The news of the contaminant comes from the U.S. Food and Drug Administration (FDA), which shared the information with state officials in a telephone briefing this week, The Washington Post reported. But it’s not clear if this contaminant is indeed causing the illnesses, and the investigation is far from over, officials said.

The FDA analyzed 12 nicotine samples and 18 THC (the active ingredient in marijuana) samples taken from patients across the country.
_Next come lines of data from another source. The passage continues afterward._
//! One JSON document per product on the local filesystem.
//!
//! Reads are forgiving: a missing, unreadable or corrupt document is reported
//! as absent so the next aggregation starts fresh. Writes replace the whole
//! document through a temp file renamed into place, so an interrupted run
//! never leaves a half-written document behind.

use std::fs;
use std::io::{self, BufWriter, Write};
use std::path::{Path, PathBuf};

use serde::Serialize;
use tempfile::NamedTempFile;

use crate::config::AggregationPolicy;
use crate::error::Result;
use crate::models::{AggregateDocument, ProductKey};

/// File naming scheme inside a category directory.
#[derive(Debug, Clone, Copy, PartialEq, Eq)]
pub enum StoreLayout {
    /// `<productId>.json`
    PerProduct,
    /// `<productId>_<subTypeName>.json`
    PerVariant,
}

impl From<AggregationPolicy> for StoreLayout {
    fn from(policy: AggregationPolicy) -> Self {
        match policy {
            AggregationPolicy::Rolling => StoreLayout::PerProduct,
            AggregationPolicy::Snapshot => StoreLayout::PerVariant,
        }
    }
}

/// Reads and writes aggregate documents under a data directory.
pub struct ProductStore {
    /// Root data directory, containing one subdirectory per category.
    pub root: PathBuf,
    pub layout: StoreLayout,
}

impl ProductStore {
    pub fn new(root: impl Into<PathBuf>, layout: StoreLayout) -> Self {
        Self {
            root: root.into(),
            layout,
        }
    }

    /// Location of the document for `key`.
    pub fn path_for(&self, key: &ProductKey) -> PathBuf {
        let file_name = match self.layout {
            StoreLayout::PerProduct => format!("{}.json", key.product_id),
            StoreLayout::PerVariant => format!(
                "{}_{}.json",
                key.product_id,
                key.sub_type_name.replace(['/', '\\'], "-")
            ),
        };
        self.root.join(&key.category_id).join(file_name)
    }

    /// Load the document for `key`, or `None` if it is missing or unreadable.
    pub fn load(&self, key: &ProductKey) -> Option<AggregateDocument> {
        let path = self.path_for(key);
        let contents = match fs::read_to_string(&path) {
            Ok(contents) => contents,
            Err(e) if e.kind() == io::ErrorKind::NotFound => return None,
            Err(e) => {
                tracing::warn!("Unreadable document {}: {} -- starting fresh", path.display(), e);
                return None;
            }
        };
        match serde_json::from_str(&contents) {
            Ok(doc) => Some(doc),
            Err(e) => {
                tracing::warn!("Corrupt document {}: {} -- starting fresh", path.display(), e);
                None
            }
        }
    }

    /// Atomically replace the document for `key`.
    pub fn store<D: Serialize>(&self, key: &ProductKey, document: &D) -> Result<PathBuf> {
        let path = self.path_for(key);
        let dir = self.root.join(&key.category_id);
        fs::create_dir_all(&dir)?;

        let tmp = NamedTempFile::new_in(&dir)?;
        {
            let mut writer = BufWriter::new(tmp.as_file());
            serde_json::to_writer_pretty(&mut writer, document)?;
            writer.flush()?;
        }
        tmp.as_file().sync_all()?;
        tmp.persist(&path).map_err(|e| e.error)?;

        Ok(path)
    }

    /// True when none of the given category directories holds a document.
    pub fn is_empty<S: AsRef<str>>(&self, category_ids: &[S]) -> Result<bool> {
        for id in category_ids {
            if has_documents(&self.root.join(id.as_ref()))? {
                return Ok(false);
            }
        }
        Ok(true)
    }
}

fn has_documents(dir: &Path) -> Result<bool> {
    let entries = match fs::read_dir(dir) {
        Ok(entries) => entries,
        Err(e) if e.kind() == io::ErrorKind::NotFound => return Ok(false),
        Err(e) => return Err(e.into()),
    };
    for entry in entries {
        let path = entry?.path();
        if path.is_file() && path.extension().and_then(|e| e.to_str()) == Some("json") {
            return Ok(true);
        }
    }
    Ok(false)
}
use std::env;
use std::process::ExitCode;
use std::str::FromStr;
use std::time::Duration;

use chrono::NaiveDate;
use tracing_subscriber::{layer::SubscriberExt, util::SubscriberInitExt};

use tcg_price_history::{AggregationPolicy, ModeSelection, Result, TrackerBuilder, TrackerError};

fn main() -> ExitCode {
    tracing_subscriber::registry()
        .with(
            tracing_subscriber::EnvFilter::try_from_default_env()
                .unwrap_or_else(|_| "info,tcg_price_history=info".into()),
        )
        .with(tracing_subscriber::fmt::layer())
        .init();

    dotenvy::dotenv().ok();

    let result = builder_from_env()
        .and_then(TrackerBuilder::build)
        .and_then(|tracker| tracker.run());

    match result {
        Ok(report) => {
            tracing::info!("Done: {}", report);
            ExitCode::SUCCESS
        }
        Err(e) => {
            tracing::error!("Run failed: {}", e);
            ExitCode::FAILURE
        }
    }
}

/// Build a tracker configuration from `TCG_*` environment variables.
fn builder_from_env() -> Result<TrackerBuilder> {
    let mut builder = TrackerBuilder::default();

    if let Some(dir) = var("TCG_DATA_DIR") {
        builder = builder.data_dir(dir);
    }
    if let Some(dir) = var("TCG_WORK_DIR") {
        builder = builder.work_dir(dir);
    }
    if let Some(policy) = var("TCG_POLICY") {
        builder = builder.policy(AggregationPolicy::from_str(&policy)?);
    }
    if let Some(mode) = var("TCG_MODE") {
        builder = builder.mode(ModeSelection::from_str(&mode)?);
    }
    if let Some(days) = var("TCG_HISTORY_DAYS") {
        builder = builder.history_days(parse("TCG_HISTORY_DAYS", &days)?);
    }
    if let Some(secs) = var("TCG_TIMEOUT_SECS") {
        builder = builder.timeout(Duration::from_secs(parse("TCG_TIMEOUT_SECS", &secs)?));
    }
    if let Some(base) = var("TCG_ARCHIVE_BASE") {
        builder = builder.archive_base(base);
    }
    if let Some(date) = var("TCG_AS_OF") {
        let date = NaiveDate::parse_from_str(date.trim(), "%Y-%m-%d").map_err(|e| {
            TrackerError::InvalidArgument(format!("TCG_AS_OF '{}': {}", date, e))
        })?;
        builder = builder.as_of(date);
    }

    Ok(builder)
}

fn var(name: &str) -> Option<String> {
    env::var(name).ok().filter(|v| !v.trim().is_empty())
}

fn parse<T: FromStr>(name: &str, value: &str) -> Result<T>
where
    T::Err: std::fmt::Display,
{
    value
        .trim()
        .parse()
        .map_err(|e: T::Err| TrackerError::InvalidArgument(format!("{} '{}': {}", name, value, e)))
}
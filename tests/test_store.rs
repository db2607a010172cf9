//! Product store tests: path layout, forgiving reads, atomic writes.

mod common;

use std::fs;

use chrono::NaiveDate;
use common::file_names;
use tcg_price_history::models::{AggregateDocument, PriceSet, ProductKey, SnapshotDocument};
use tcg_price_history::{AggregationPolicy, ProductStore, StoreLayout};

fn snapshot_doc(product_id: u64, sub_type: &str) -> SnapshotDocument {
    SnapshotDocument {
        product_id,
        sub_type_name: sub_type.to_string(),
        last_updated: NaiveDate::from_ymd_opt(2024, 6, 30).unwrap(),
        day7: None,
        day30: None,
    }
}

// ---------------------------------------------------------------------------
// Layout
// ---------------------------------------------------------------------------

#[test]
fn per_product_layout_uses_product_id() {
    let store = ProductStore::new("/data", StoreLayout::PerProduct);
    let path = store.path_for(&ProductKey::new("1", "555", "Foil"));
    assert_eq!(path, std::path::Path::new("/data/1/555.json"));
}

#[test]
fn per_variant_layout_includes_sub_type() {
    let store = ProductStore::new("/data", StoreLayout::PerVariant);
    let path = store.path_for(&ProductKey::new("68", "555", "Foil"));
    assert_eq!(path, std::path::Path::new("/data/68/555_Foil.json"));
}

#[test]
fn separators_in_sub_type_are_replaced() {
    let store = ProductStore::new("/data", StoreLayout::PerVariant);
    let path = store.path_for(&ProductKey::new("1", "7", "A/B"));
    assert_eq!(path, std::path::Path::new("/data/1/7_A-B.json"));
}

#[test]
fn layout_follows_policy() {
    assert_eq!(StoreLayout::from(AggregationPolicy::Rolling), StoreLayout::PerProduct);
    assert_eq!(StoreLayout::from(AggregationPolicy::Snapshot), StoreLayout::PerVariant);
}

// ---------------------------------------------------------------------------
// load
// ---------------------------------------------------------------------------

#[test]
fn load_missing_is_none() {
    let tmp = tempfile::tempdir().unwrap();
    let store = ProductStore::new(tmp.path(), StoreLayout::PerVariant);
    assert!(store.load(&ProductKey::new("1", "1", "Normal")).is_none());
}

#[test]
fn load_corrupt_is_none() {
    let tmp = tempfile::tempdir().unwrap();
    let store = ProductStore::new(tmp.path(), StoreLayout::PerVariant);
    let key = ProductKey::new("1", "1", "Normal");
    let path = store.path_for(&key);
    fs::create_dir_all(path.parent().unwrap()).unwrap();
    fs::write(&path, "{\"productId\": 1, \"subTy").unwrap();

    assert!(store.load(&key).is_none());
}

#[test]
fn load_reads_both_shapes() {
    let tmp = tempfile::tempdir().unwrap();
    let store = ProductStore::new(tmp.path(), StoreLayout::PerProduct);
    let key = ProductKey::new("1", "1", "Normal");
    let path = store.path_for(&key);
    fs::create_dir_all(path.parent().unwrap()).unwrap();

    fs::write(
        &path,
        r#"{"productId":1,"subTypeName":"Normal","lastUpdated":"2024-06-30",
            "avg30":{"marketPrice":2.5},"avg7":{"marketPrice":null}}"#,
    )
    .unwrap();
    let loaded = store.load(&key).unwrap();
    assert_eq!(loaded.shape(), "rolling");
    assert_eq!(loaded.last_updated(), NaiveDate::from_ymd_opt(2024, 6, 30).unwrap());
    match store.load(&key) {
        Some(AggregateDocument::Rolling(doc)) => {
            assert_eq!(doc.avg30.market_price, Some(2.5));
            assert_eq!(doc.avg7, PriceSet::default());
        }
        other => panic!("expected rolling document, got {:?}", other),
    }

    fs::write(
        &path,
        r#"{"productId":1,"subTypeName":"Normal","lastUpdated":"2024-06-30",
            "day7":{"date":"2024-06-23","productId":1,"subTypeName":"Normal","marketPrice":4}}"#,
    )
    .unwrap();
    match store.load(&key) {
        Some(AggregateDocument::Snapshot(doc)) => {
            let day7 = doc.day7.unwrap();
            assert_eq!(day7.prices.market_price, Some(4.0));
            assert!(doc.day30.is_none());
        }
        other => panic!("expected snapshot document, got {:?}", other),
    }
}

// ---------------------------------------------------------------------------
// store
// ---------------------------------------------------------------------------

#[test]
fn store_round_trips_and_leaves_no_temp_files() {
    let tmp = tempfile::tempdir().unwrap();
    let store = ProductStore::new(tmp.path(), StoreLayout::PerVariant);
    let key = ProductKey::new("3", "10", "Holofoil");
    let doc = snapshot_doc(10, "Holofoil");

    let path = store.store(&key, &doc).unwrap();

    assert_eq!(path, tmp.path().join("3").join("10_Holofoil.json"));
    assert_eq!(file_names(&tmp.path().join("3")), vec!["10_Holofoil.json".to_string()]);
    assert_eq!(store.load(&key), Some(AggregateDocument::Snapshot(doc)));
}

#[test]
fn store_overwrites_whole_document() {
    let tmp = tempfile::tempdir().unwrap();
    let store = ProductStore::new(tmp.path(), StoreLayout::PerVariant);
    let key = ProductKey::new("3", "10", "Normal");
    let path = store.path_for(&key);
    fs::create_dir_all(path.parent().unwrap()).unwrap();
    fs::write(&path, "x".repeat(10_000)).unwrap();

    store.store(&key, &snapshot_doc(10, "Normal")).unwrap();

    let text = fs::read_to_string(&path).unwrap();
    let value: serde_json::Value = serde_json::from_str(&text).unwrap();
    assert_eq!(value["productId"], 10);
    assert!(text.contains("\n  \"subTypeName\""));
}

// ---------------------------------------------------------------------------
// is_empty
// ---------------------------------------------------------------------------

#[test]
fn is_empty_without_directories() {
    let tmp = tempfile::tempdir().unwrap();
    let store = ProductStore::new(tmp.path().join("missing"), StoreLayout::PerVariant);
    assert!(store.is_empty(&["1", "2"]).unwrap());
}

#[test]
fn is_empty_ignores_non_documents_and_other_categories() {
    let tmp = tempfile::tempdir().unwrap();
    fs::create_dir_all(tmp.path().join("1")).unwrap();
    fs::write(tmp.path().join("1").join("notes.txt"), "x").unwrap();
    fs::create_dir_all(tmp.path().join("99")).unwrap();
    fs::write(tmp.path().join("99").join("5.json"), "{}").unwrap();

    let store = ProductStore::new(tmp.path(), StoreLayout::PerVariant);
    assert!(store.is_empty(&["1", "2"]).unwrap());
}

#[test]
fn is_empty_false_once_a_document_exists() {
    let tmp = tempfile::tempdir().unwrap();
    let store = ProductStore::new(tmp.path(), StoreLayout::PerVariant);
    store
        .store(&ProductKey::new("2", "5", "Normal"), &snapshot_doc(5, "Normal"))
        .unwrap();
    assert!(!store.is_empty(&["1", "2"]).unwrap());
}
The vitamin E-derived oil, known as “vitamin E acetate,” was found in 10 out of the 18 cannabis products.

“We knew from earlier testing by New York that they had found vitamin E acetate, but to have FDA talk about it from their overall testing plan, that was the most remarkable thing that we heard,” said one official who listened to the briefing but was not authorized to speak publicly.

The FDA also told state officials Wednesday that its lab tests found nothing unusual in nicotine products that had been collected from sick patients, according to another person who took part in the call.
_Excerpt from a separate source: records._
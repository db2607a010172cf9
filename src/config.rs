use std::fmt;
use std::path::PathBuf;
use std::str::FromStr;

use crate::error::TrackerError;

pub const ARCHIVE_BASE: &str = "https://tcgcsv.com/archive/tcgplayer";

/// Terminal path segment of every price entry inside a daily archive.
pub const PRICES_ENTRY_NAME: &str = "prices";

pub const DEFAULT_SUB_TYPE: &str = "Normal";

pub const LONG_WINDOW_DAYS: i64 = 30;
pub const SHORT_WINDOW_DAYS: i64 = 7;

pub const DEFAULT_HISTORY_DAYS: u32 = 30;
pub const MAX_HISTORY_DAYS: u32 = 3650;
pub const DEFAULT_TIMEOUT_SECS: u64 = 300;

// ---------------------------------------------------------------------------
// Categories
// ---------------------------------------------------------------------------

/// A TCGplayer category tracked by this crate.
#[derive(Debug, Clone, Copy, PartialEq, Eq)]
pub struct Category {
    pub id: &'static str,
    pub name: &'static str,
}

/// Add or remove trading card categories here.
pub const TARGET_CATEGORIES: &[Category] = &[
    Category { id: "1", name: "Magic: The Gathering" },
    Category { id: "2", name: "Yu-Gi-Oh!" },
    Category { id: "3", name: "Pokemon" },
    Category { id: "68", name: "One Piece" },
];

pub fn category_name(id: &str) -> Option<&'static str> {
    TARGET_CATEGORIES
        .iter()
        .find(|c| c.id == id)
        .map(|c| c.name)
}

// ---------------------------------------------------------------------------
// Price fields
// ---------------------------------------------------------------------------

/// Price columns carried through from the archive into the aggregates.
#[derive(Debug, Clone, Copy, PartialEq, Eq, Hash)]
pub enum PriceField {
    Low,
    Mid,
    High,
    Market,
    DirectLow,
}

impl PriceField {
    pub const ALL: [PriceField; 5] = [
        PriceField::Low,
        PriceField::Mid,
        PriceField::High,
        PriceField::Market,
        PriceField::DirectLow,
    ];

    /// JSON key of this field in both the archive and the persisted documents.
    pub fn key(self) -> &'static str {
        match self {
            PriceField::Low => "lowPrice",
            PriceField::Mid => "midPrice",
            PriceField::High => "highPrice",
            PriceField::Market => "marketPrice",
            PriceField::DirectLow => "directLowPrice",
        }
    }
}

// ---------------------------------------------------------------------------
// Policy / mode
// ---------------------------------------------------------------------------

/// Which on-disk document shape a deployment produces.
///
/// The two shapes are not compatible with each other, so a data directory must
/// only ever be written with one policy.
#[derive(Debug, Clone, Copy, PartialEq, Eq, Default)]
pub enum AggregationPolicy {
    /// `avg30` / `avg7` trailing-window averages, one file per product.
    Rolling,
    /// `day7` / `day30` fixed snapshots, one file per product variant.
    #[default]
    Snapshot,
}

impl FromStr for AggregationPolicy {
    type Err = TrackerError;

    fn from_str(s: &str) -> Result<Self, Self::Err> {
        match s.trim().to_ascii_lowercase().as_str() {
            "rolling" => Ok(Self::Rolling),
            "snapshot" => Ok(Self::Snapshot),
            other => Err(TrackerError::InvalidArgument(format!(
                "unknown aggregation policy '{}' (expected 'snapshot' or 'rolling')",
                other
            ))),
        }
    }
}

impl fmt::Display for AggregationPolicy {
    fn fmt(&self, f: &mut fmt::Formatter<'_>) -> fmt::Result {
        match self {
            Self::Rolling => f.write_str("rolling"),
            Self::Snapshot => f.write_str("snapshot"),
        }
    }
}

/// How the tracker chooses between a history build and a daily update.
#[derive(Debug, Clone, Copy, PartialEq, Eq, Default)]
pub enum ModeSelection {
    /// Bootstrap when the store holds no documents, incremental otherwise.
    #[default]
    Auto,
    Bootstrap,
    Incremental,
}

impl FromStr for ModeSelection {
    type Err = TrackerError;

    fn from_str(s: &str) -> Result<Self, Self::Err> {
        match s.trim().to_ascii_lowercase().as_str() {
            "auto" => Ok(Self::Auto),
            "bootstrap" => Ok(Self::Bootstrap),
            "incremental" => Ok(Self::Incremental),
            other => Err(TrackerError::InvalidArgument(format!(
                "unknown run mode '{}' (expected 'auto', 'bootstrap' or 'incremental')",
                other
            ))),
        }
    }
}

// ---------------------------------------------------------------------------
// Paths
// ---------------------------------------------------------------------------

pub fn default_data_dir() -> PathBuf {
    PathBuf::from("data")
}

/// Where archives are downloaded and unpacked before aggregation.
pub fn default_work_dir() -> PathBuf {
    if let Some(cache) = dirs::cache_dir() {
        cache.join("tcg-price-history")
    } else {
        PathBuf::from(".tcg-price-history-cache")
    }
}
//! Subscriber registry persisted as an append-only id list

use std::path::{Path, PathBuf};

use parking_lot::Mutex;
use tokio::io::AsyncWriteExt;

/// Ordered set of recipient ids.
///
/// The lock only guards the in-memory list; file writes happen after it is
/// released.
pub struct SubscriberStore {
    subscribers: Mutex<Vec<String>>,
    path: Option<PathBuf>,
}

impl SubscriberStore {
    /// Store that is never persisted
    pub fn in_memory() -> Self {
        Self {
            subscribers: Mutex::new(Vec::new()),
            path: None,
        }
    }

    /// Load every id from `path`. A missing file means no subscribers yet.
    pub async fn load(path: impl AsRef<Path>) -> Result<Self, StoreError> {
        let path = path.as_ref().to_path_buf();
        let mut subscribers: Vec<String> = Vec::new();

        match tokio::fs::read_to_string(&path).await {
            Ok(raw) => {
                for id in raw.lines().map(str::trim).filter(|l| !l.is_empty()) {
                    if !subscribers.iter().any(|s| s == id) {
                        subscribers.push(id.to_string());
                    }
                }
                for id in &subscribers {
                    tracing::info!(subscriber = %id, "Loaded subscriber");
                }
            }
            Err(e) if e.kind() == std::io::ErrorKind::NotFound => {
                tracing::info!(path = %path.display(), "No subscribers yet");
            }
            Err(source) => return Err(StoreError::Io { path, source }),
        }

        Ok(Self {
            subscribers: Mutex::new(subscribers),
            path: Some(path),
        })
    }

    /// Add `id`, returning `false` if it was already subscribed.
    ///
    /// A new id is kept in memory even if appending it to the file fails.
    pub async fn add(&self, id: &str) -> Result<bool, StoreError> {
        {
            let mut subscribers = self.subscribers.lock();
            if subscribers.iter().any(|s| s == id) {
                return Ok(false);
            }
            subscribers.push(id.to_string());
        }

        if let Some(path) = &self.path {
            append_line(path, id)
                .await
                .map_err(|source| StoreError::Io {
                    path: path.clone(),
                    source,
                })?;
        }

        Ok(true)
    }

    /// Copy of the current subscribers in insertion order
    pub fn snapshot(&self) -> Vec<String> {
        self.subscribers.lock().clone()
    }

    pub fn len(&self) -> usize {
        self.subscribers.lock().len()
    }

    pub fn is_empty(&self) -> bool {
        self.subscribers.lock().is_empty()
    }
}

async fn append_line(path: &Path, id: &str) -> std::io::Result<()> {
    let mut file = tokio::fs::OpenOptions::new()
        .create(true)
        .append(true)
        .open(path)
        .await?;
    file.write_all(format!("{}\n", id).as_bytes()).await?;
    file.flush().await
}

/// Subscriber store errors
#[derive(Debug, thiserror::Error)]
pub enum StoreError {
    #[error("Subscriber file {path}: {source}")]
    Io {
        path: PathBuf,
        source: std::io::Error,
    },
}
The investigation has been particularly challenging for health authorities. “We don’t know what we’re looking for,” an official at the Centers for Disease Control and Prevention, which is leading the investigation, said last week.

Vitamin E acetate is basically grease, said Michelle Francl, a chemistry professor at Bryn Mawr College. Its molecular structure means that “you have to heat it up pretty hot” for it to vaporize. Its boiling point is 363 degrees Fahrenheit, which is well above the 212 degrees F boiling point for water.

Once the oil is heated hot enough to vaporize, it can potentially decompose, and “now you’re breathing in who-knows-what,” Francl said.